WHAT YOU HAVE TO DO » Please copy, exactly as they appear below, the lines from the one containing "pub fn new(kind: ImageKind, data: Vec<u8>)" through the one containing "URI에서 페이로드 복원.".

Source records
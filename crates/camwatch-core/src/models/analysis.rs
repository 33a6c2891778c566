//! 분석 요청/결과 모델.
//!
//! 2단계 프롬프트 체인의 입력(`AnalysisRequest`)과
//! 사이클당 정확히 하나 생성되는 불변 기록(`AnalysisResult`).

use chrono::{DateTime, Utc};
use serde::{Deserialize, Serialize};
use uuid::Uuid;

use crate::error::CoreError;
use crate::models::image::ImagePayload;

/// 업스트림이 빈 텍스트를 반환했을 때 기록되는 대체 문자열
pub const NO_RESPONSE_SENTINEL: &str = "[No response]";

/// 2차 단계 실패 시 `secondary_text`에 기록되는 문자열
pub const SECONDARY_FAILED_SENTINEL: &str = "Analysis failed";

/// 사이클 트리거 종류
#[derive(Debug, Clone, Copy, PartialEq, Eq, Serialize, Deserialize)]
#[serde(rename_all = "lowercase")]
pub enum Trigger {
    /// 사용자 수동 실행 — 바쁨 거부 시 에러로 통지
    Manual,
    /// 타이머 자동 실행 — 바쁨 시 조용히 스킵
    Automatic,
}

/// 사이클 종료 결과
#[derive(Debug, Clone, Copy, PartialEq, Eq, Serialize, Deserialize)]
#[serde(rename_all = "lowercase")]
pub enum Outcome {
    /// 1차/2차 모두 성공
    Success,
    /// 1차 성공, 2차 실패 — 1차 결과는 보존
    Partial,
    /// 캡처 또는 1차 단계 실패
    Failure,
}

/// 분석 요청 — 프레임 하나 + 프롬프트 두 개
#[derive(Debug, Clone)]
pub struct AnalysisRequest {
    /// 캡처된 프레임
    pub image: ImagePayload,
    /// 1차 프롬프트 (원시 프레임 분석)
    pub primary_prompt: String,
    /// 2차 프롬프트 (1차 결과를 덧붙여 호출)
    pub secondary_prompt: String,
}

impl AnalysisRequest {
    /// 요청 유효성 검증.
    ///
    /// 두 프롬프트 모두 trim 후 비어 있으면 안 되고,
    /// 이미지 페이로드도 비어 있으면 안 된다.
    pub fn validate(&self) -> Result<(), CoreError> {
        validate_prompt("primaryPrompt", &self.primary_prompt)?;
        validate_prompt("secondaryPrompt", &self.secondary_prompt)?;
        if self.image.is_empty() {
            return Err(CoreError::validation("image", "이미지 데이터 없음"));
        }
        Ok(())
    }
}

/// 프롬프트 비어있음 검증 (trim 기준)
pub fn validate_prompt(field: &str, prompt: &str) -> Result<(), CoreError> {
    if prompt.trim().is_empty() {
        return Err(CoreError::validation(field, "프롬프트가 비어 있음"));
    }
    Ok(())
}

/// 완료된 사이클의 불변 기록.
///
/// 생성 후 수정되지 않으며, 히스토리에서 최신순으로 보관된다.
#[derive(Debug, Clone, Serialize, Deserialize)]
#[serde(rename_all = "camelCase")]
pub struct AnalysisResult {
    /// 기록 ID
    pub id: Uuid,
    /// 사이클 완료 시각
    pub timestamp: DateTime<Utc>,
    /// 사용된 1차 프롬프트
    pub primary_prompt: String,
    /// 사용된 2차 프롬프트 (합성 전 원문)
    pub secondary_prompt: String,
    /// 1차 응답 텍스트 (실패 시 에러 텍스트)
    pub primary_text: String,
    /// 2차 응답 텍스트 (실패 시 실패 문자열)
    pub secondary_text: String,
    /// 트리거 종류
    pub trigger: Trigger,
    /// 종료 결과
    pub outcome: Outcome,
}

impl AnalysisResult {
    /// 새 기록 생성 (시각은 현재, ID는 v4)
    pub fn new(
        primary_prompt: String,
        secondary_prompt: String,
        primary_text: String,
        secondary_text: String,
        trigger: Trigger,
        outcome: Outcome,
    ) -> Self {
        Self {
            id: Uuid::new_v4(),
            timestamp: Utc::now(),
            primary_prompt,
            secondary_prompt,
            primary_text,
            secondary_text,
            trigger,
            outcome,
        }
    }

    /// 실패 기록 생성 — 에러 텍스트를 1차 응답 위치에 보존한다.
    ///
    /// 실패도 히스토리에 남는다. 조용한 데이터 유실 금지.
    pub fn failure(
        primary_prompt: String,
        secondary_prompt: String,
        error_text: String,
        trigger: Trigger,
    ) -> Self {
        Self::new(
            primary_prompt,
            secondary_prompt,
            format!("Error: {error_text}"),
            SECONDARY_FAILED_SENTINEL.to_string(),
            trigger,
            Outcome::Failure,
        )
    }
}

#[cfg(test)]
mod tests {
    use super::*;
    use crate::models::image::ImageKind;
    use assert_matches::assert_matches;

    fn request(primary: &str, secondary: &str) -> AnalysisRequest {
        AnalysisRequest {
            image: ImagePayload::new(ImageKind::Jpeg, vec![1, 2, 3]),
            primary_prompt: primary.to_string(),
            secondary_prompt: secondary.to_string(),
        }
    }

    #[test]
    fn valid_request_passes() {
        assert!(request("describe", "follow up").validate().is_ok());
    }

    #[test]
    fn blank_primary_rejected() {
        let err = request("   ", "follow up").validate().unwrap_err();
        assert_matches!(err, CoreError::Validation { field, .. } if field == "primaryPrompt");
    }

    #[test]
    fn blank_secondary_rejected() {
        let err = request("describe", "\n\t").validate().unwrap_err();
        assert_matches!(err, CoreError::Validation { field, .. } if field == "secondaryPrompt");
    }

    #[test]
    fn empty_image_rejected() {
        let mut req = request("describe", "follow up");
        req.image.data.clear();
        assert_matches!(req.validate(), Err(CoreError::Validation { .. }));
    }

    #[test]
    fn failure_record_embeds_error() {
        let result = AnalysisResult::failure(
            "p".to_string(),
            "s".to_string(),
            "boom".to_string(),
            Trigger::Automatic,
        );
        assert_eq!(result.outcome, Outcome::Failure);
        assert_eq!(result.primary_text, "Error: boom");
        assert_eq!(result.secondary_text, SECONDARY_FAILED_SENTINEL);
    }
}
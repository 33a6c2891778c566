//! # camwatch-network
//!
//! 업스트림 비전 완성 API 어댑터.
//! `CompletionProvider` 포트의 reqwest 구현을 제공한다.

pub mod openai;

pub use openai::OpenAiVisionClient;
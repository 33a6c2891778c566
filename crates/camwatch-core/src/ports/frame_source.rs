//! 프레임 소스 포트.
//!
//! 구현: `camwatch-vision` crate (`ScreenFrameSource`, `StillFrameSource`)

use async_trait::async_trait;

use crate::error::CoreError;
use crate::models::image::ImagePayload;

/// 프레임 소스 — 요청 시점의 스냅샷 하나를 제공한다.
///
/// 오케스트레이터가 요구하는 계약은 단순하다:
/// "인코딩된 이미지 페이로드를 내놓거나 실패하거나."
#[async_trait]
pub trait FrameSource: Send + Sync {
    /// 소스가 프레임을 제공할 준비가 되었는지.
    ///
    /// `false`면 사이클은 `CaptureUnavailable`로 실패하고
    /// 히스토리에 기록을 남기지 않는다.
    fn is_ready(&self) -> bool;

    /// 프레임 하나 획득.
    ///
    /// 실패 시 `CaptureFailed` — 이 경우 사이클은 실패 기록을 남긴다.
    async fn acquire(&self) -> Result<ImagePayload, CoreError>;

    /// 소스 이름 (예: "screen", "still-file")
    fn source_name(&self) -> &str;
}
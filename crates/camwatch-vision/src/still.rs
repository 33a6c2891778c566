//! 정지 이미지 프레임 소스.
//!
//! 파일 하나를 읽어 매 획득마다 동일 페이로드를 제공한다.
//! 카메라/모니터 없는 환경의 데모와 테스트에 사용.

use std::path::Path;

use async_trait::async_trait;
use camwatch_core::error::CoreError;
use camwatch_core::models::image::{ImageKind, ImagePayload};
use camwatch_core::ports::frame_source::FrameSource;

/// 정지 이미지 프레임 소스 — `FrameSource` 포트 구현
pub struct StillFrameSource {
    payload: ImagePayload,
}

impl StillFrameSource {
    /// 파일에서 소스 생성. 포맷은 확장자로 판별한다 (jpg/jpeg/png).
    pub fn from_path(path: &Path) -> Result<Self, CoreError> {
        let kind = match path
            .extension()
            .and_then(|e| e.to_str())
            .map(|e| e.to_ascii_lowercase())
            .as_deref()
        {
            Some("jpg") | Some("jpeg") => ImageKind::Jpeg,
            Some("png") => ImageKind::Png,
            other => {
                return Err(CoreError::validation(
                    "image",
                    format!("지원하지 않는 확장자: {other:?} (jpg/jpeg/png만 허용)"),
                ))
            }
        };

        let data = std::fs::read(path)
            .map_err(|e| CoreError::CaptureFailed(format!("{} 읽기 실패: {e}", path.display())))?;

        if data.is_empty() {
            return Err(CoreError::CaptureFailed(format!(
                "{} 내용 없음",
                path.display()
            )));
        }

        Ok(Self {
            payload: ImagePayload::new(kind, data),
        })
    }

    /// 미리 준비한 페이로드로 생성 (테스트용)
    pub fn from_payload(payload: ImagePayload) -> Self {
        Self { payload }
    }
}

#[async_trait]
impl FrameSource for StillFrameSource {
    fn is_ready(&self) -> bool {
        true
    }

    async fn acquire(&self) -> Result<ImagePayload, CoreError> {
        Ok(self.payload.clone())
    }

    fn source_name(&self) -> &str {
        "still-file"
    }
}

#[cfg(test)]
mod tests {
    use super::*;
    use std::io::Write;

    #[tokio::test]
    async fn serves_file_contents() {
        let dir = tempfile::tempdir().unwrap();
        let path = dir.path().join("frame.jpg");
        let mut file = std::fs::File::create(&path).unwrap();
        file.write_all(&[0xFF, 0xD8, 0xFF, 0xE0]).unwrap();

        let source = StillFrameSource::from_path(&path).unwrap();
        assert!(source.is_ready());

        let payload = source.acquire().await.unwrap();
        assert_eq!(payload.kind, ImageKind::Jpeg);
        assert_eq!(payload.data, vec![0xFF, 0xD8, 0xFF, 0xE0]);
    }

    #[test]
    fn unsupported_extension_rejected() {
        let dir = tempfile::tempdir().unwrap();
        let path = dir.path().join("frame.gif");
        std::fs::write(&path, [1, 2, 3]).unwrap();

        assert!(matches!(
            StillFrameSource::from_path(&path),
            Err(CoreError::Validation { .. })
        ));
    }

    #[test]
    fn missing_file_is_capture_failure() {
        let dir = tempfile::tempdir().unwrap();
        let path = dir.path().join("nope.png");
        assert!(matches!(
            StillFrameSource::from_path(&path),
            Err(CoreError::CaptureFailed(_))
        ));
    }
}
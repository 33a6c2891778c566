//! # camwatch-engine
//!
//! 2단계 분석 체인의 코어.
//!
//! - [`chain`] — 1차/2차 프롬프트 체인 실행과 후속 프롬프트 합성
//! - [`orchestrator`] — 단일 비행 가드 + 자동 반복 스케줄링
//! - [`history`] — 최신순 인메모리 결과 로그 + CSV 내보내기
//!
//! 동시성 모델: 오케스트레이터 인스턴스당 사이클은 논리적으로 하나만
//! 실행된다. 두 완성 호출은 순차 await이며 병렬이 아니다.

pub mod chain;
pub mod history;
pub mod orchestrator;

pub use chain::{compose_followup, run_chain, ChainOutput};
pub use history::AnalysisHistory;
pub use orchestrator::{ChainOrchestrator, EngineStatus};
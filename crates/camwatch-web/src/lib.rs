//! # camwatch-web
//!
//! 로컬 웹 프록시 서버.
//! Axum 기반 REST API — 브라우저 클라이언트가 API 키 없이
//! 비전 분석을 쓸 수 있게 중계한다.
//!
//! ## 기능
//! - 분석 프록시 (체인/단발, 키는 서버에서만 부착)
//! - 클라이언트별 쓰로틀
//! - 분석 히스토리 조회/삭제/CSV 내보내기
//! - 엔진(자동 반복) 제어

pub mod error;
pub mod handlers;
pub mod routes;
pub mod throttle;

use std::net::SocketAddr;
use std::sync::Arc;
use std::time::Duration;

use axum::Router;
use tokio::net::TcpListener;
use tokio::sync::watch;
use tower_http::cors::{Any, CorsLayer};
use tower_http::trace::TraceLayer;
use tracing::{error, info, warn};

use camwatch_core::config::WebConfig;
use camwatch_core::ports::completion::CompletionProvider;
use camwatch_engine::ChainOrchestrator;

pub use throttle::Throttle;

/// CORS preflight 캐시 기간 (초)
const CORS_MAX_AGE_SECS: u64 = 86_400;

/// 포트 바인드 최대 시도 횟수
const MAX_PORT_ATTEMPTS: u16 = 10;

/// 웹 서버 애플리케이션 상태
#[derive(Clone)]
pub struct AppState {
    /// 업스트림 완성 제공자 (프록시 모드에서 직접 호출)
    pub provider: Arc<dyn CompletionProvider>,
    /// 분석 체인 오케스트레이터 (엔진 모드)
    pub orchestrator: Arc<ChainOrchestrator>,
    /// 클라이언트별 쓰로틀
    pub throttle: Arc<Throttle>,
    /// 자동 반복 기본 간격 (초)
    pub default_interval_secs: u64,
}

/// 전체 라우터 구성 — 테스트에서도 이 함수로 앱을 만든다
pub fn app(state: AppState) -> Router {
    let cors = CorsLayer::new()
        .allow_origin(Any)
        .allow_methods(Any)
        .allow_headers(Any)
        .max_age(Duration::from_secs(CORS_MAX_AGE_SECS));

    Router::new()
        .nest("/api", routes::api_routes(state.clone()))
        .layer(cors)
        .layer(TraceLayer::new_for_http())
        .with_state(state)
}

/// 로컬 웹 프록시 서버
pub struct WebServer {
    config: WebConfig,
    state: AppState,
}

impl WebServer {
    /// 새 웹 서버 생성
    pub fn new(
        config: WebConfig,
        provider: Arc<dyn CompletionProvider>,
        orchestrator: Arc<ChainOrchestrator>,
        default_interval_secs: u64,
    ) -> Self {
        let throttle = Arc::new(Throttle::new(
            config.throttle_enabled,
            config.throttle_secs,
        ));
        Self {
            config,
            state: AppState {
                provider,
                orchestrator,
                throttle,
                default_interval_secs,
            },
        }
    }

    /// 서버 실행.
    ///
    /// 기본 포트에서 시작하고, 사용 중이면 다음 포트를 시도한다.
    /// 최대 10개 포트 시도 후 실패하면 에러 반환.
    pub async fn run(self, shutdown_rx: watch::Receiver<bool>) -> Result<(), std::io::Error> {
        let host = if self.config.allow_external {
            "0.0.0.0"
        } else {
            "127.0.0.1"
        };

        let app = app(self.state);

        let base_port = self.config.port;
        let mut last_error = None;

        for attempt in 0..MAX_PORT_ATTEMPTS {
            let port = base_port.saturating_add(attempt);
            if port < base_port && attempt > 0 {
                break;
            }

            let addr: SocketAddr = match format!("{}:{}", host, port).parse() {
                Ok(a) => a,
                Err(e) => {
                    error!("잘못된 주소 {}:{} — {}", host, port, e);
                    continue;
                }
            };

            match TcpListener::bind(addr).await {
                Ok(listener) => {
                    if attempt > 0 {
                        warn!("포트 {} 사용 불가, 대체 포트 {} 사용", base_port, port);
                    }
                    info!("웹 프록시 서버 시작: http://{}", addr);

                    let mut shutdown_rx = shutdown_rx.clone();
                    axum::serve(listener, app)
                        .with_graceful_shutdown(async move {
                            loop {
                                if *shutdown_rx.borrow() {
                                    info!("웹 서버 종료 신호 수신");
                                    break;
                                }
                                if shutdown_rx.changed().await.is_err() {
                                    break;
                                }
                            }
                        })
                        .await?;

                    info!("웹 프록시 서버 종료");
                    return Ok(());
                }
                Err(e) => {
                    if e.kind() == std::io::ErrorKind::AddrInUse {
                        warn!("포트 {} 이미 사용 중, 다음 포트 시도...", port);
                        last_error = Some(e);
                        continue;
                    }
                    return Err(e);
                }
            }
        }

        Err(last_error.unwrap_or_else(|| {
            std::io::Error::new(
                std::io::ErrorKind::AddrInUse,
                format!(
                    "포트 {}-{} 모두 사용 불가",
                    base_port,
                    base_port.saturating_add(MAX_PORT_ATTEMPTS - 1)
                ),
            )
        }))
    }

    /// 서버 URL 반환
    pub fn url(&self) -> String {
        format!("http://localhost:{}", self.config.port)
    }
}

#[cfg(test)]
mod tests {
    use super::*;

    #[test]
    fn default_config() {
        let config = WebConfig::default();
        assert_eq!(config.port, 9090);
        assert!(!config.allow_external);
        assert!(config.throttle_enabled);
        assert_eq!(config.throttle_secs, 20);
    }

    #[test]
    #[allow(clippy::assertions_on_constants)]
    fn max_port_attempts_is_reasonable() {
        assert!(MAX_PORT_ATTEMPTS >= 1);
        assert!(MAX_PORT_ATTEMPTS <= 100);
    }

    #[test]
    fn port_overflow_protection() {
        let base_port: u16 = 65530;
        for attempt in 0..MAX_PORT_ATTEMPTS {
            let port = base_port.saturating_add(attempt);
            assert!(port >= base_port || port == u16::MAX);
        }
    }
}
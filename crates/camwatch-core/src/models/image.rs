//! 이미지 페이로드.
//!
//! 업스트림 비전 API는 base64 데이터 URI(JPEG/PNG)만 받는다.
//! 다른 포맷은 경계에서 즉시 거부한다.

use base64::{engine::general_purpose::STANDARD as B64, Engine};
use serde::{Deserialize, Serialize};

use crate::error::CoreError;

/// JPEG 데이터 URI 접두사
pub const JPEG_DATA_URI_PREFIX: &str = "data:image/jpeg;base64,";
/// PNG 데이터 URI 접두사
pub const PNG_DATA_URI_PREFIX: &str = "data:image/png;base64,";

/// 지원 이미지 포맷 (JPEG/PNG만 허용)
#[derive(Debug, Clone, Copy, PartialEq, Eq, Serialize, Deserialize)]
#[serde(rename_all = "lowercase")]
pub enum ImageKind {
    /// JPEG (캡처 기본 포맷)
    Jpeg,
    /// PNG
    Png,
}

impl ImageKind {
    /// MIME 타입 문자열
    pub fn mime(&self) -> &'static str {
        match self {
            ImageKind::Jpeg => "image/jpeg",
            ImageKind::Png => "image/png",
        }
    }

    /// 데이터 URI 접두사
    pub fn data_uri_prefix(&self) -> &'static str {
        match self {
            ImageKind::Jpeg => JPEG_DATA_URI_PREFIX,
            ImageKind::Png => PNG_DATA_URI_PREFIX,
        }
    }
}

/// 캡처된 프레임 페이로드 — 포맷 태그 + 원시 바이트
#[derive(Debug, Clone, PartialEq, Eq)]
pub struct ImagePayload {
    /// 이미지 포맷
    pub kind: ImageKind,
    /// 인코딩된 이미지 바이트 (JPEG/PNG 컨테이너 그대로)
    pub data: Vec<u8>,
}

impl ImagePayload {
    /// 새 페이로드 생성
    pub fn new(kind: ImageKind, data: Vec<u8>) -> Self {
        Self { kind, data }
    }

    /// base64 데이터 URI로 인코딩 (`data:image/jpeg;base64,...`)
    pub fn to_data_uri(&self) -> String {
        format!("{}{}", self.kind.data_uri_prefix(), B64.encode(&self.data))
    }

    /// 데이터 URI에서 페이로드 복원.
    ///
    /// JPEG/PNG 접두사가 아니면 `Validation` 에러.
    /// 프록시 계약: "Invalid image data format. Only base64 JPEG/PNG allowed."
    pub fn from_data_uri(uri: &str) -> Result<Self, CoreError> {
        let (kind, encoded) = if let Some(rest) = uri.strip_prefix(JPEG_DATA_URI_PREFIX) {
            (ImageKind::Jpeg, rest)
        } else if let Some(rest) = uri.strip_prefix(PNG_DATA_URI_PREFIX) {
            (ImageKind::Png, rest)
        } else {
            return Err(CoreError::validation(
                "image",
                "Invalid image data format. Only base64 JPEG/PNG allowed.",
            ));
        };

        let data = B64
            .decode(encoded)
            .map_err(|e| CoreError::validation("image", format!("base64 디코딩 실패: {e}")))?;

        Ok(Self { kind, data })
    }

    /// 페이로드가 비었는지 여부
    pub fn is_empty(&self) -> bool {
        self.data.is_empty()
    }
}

TASK SOLUTION »
    pub fn new(kind: ImageKind, data: Vec<u8>) -> Self {
        Self { kind, data }
    }

    /// base64 데이터 URI로 인코딩 (`data:image/jpeg;base64,...`)
    pub fn to_data_uri(&self) -> String {
        format!("{}{}", self.kind.data_uri_prefix(), B64.encode(&self.data))
    }

    /// 데이터 URI에서 페이로드 복원.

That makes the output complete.